The union representing the engineers, the Society of Professional Engineering Employees in Aerospace (SPEEA), pressed the company for further information about which employees are likely to be affected, said Bill Dugovich, the union’s spokesman.
“We’ve known that additional layoffs were coming,” he said. However, the lack of details and “abruptness of this announcement was surprising.”
Boeing told SPEEA it is working on providing more information, Dugovich said.
As far as the union is concerned, the cuts “absolutely” are driven by the bottom line, he said.

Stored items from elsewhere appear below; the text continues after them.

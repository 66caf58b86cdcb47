//! Word validation
//!
//! An assembled word is checked against three rules:
//! - No gaps between placed letters (and at least one letter placed)
//! - Minimum length (2 letters)
//! - Dictionary presence
//!
//! The first two are structural and answered immediately. The dictionary
//! check may do I/O, so callers can run it separately and fold the answer
//! in with [`ValidationReport::with_dictionary`].

use super::dictionary::Dictionary;
use super::word::PLACEHOLDER;

/// Minimum number of letters in a valid word
pub const MIN_WORD_LENGTH: usize = 2;

/// True if nothing is placed, or a placeholder run sits between two letters.
pub fn has_gaps(word: &str) -> bool {
    let trimmed = word.trim_matches(PLACEHOLDER);
    trimmed.is_empty() || trimmed.contains(PLACEHOLDER)
}

/// True if the word holds at least [`MIN_WORD_LENGTH`] letters.
pub fn has_minimum_length(word: &str) -> bool {
    word.chars().filter(|c| c.is_ascii_alphabetic()).count() >= MIN_WORD_LENGTH
}

/// The word without placeholders, uppercased.
pub fn sanitize(word: &str) -> String {
    word.chars()
        .filter(|&c| c != PLACEHOLDER)
        .map(|c| c.to_ascii_uppercase())
        .collect()
}

/// Dictionary check. A backend failure counts as "not found".
pub fn is_in_dictionary(word: &str, dictionary: &dyn Dictionary) -> bool {
    let word = sanitize(word);
    if word.is_empty() {
        return false;
    }
    match dictionary.lookup(&word) {
        Ok(found) => found,
        Err(e) => {
            log::warn!("dictionary lookup for {} failed: {}", word, e);
            false
        }
    }
}

/// Outcome of the three rules for one word.
#[derive(Debug, Clone, Copy, PartialEq, Eq, Default)]
pub struct ValidationReport {
    pub no_gaps: bool,
    pub min_length: bool,
    pub in_dictionary: bool,
}

impl ValidationReport {
    /// Every rule failed; the state shown before anything is checked.
    pub fn failed() -> Self {
        Self::default()
    }

    /// Structural rules only; the dictionary indicator stays false.
    pub fn structural(word: &str) -> Self {
        Self {
            no_gaps: !has_gaps(word),
            min_length: has_minimum_length(word),
            in_dictionary: false,
        }
    }

    /// Fill in the dictionary result.
    pub fn with_dictionary(self, in_dictionary: bool) -> Self {
        Self {
            in_dictionary,
            ..self
        }
    }

    /// All three rules pass; required before the word scores.
    pub fn overall_valid(&self) -> bool {
        self.no_gaps && self.min_length && self.in_dictionary
    }

    /// Rule labels with their pass/fail state, in display order.
    pub fn rules(&self) -> [(&'static str, bool); 3] {
        [
            ("No gaps", self.no_gaps),
            ("At least 2 letters", self.min_length),
            ("Found in dictionary", self.in_dictionary),
        ]
    }
}

/// Run all three rules synchronously.
pub fn validate(word: &str, dictionary: &dyn Dictionary) -> ValidationReport {
    ValidationReport::structural(word).with_dictionary(is_in_dictionary(word, dictionary))
}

Boeing executives have promised to keep sending more cash to shareholders and to boost profits to about 15 percent of revenue, more than 50 percent above the company’s performance last year. They also pledged to continue spending billions of dollars to buy back issued shares, driving up the value of outstanding shares.
At the same time, one of Boeing’s biggest profit generators — its twin-aisle 777 jet — is bringing in less and less cash. The company is making fewer of the long-haul airplanes as it develops a successor, the 777X. Both aircraft are assembled in Everett. The 777X is still in development. Boeing and its suppliers have started producing parts for the program’s test aircraft and early production airplanes. It is expected to start flying passengers for airlines in 2020.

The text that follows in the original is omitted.